Dua puluh menit kemudian, aku tiba di depan Toko Teratai. Tampak Sky yang tengah duduk di depan Toko menungguku. Dia cantik dengan kaos berwarna lavender, rambutnya kali ini tidak di gerai begitu saja. Dia menata rambutnya dengan model ponytail. Dia melambai, lalu menghampiriku.
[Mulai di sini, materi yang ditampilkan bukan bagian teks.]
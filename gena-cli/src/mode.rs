//! Task modes the REPL can route a query to.

use std::fmt;

/// Which answering path handles the next query.
#[derive(Debug, Clone, Copy, PartialEq, Eq)]
pub enum TaskMode {
    /// Answer from the indexed knowledge base.
    Knowledge,
    /// Free-form chat, language- and sentiment-aware, with optional images.
    Multimodal,
    /// Answer from the medical Q&A dataset.
    Medical,
    /// Answer from arXiv paper search.
    Research,
}

impl TaskMode {
    pub const ALL: [TaskMode; 4] = [
        TaskMode::Knowledge,
        TaskMode::Multimodal,
        TaskMode::Medical,
        TaskMode::Research,
    ];

    /// Parse a mode name as typed at the `/mode` command.
    pub fn parse(s: &str) -> Option<Self> {
        match s.trim().to_lowercase().as_str() {
            "knowledge" | "kb" | "rag" => Some(TaskMode::Knowledge),
            "multimodal" | "chat" => Some(TaskMode::Multimodal),
            "medical" | "med" => Some(TaskMode::Medical),
            "research" | "arxiv" => Some(TaskMode::Research),
            _ => None,
        }
    }
}

impl fmt::Display for TaskMode {
    fn fmt(&self, f: &mut fmt::Formatter<'_>) -> fmt::Result {
        let name = match self {
            TaskMode::Knowledge => "knowledge",
            TaskMode::Multimodal => "multimodal",
            TaskMode::Medical => "medical",
            TaskMode::Research => "research",
        };
        f.write_str(name)
    }
}

#[cfg(test)]
mod tests {
    use super::*;

    #[test]
    fn parses_names_and_aliases() {
        assert_eq!(TaskMode::parse("knowledge"), Some(TaskMode::Knowledge));
        assert_eq!(TaskMode::parse("RAG"), Some(TaskMode::Knowledge));
        assert_eq!(TaskMode::parse("chat"), Some(TaskMode::Multimodal));
        assert_eq!(TaskMode::parse(" med "), Some(TaskMode::Medical));
        assert_eq!(TaskMode::parse("arxiv"), Some(TaskMode::Research));
        assert_eq!(TaskMode::parse("unknown"), None);
    }

    #[test]
    fn display_round_trips_through_parse() {
        for mode in TaskMode::ALL {
            assert_eq!(TaskMode::parse(&mode.to_string()), Some(mode));
        }
    }
}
Setengah perjalanan, kami hanya saling diam. Tak ada sepatah katapun yang keluar dari mulut kami. Aku juga bingung, harus membuka percakapan yang bagaimana. Lagipula kami pakai helm kan? Dia juga memberi jarak yang agak jauh, jadi aku tak yakin. Jika aku mengajaknya mengobrol, dia akan mendengar suaraku.
Aku sengaja mengambil rute yang agak jauh, agar aku bisa sedikit mengulur waktu, untuk bisa lebih lama lagi dengannya. Aku merasakan sesuatu, Sky menggeser duduknya, lebih maju.
“Koq lewat sini?” Dia tiba-tiba mendekatkan mulutnya ke telingaku.
“Hah? I-iya! Lewat jalan yang biasa jalannya kurang bagus.” Kataku, beralasan.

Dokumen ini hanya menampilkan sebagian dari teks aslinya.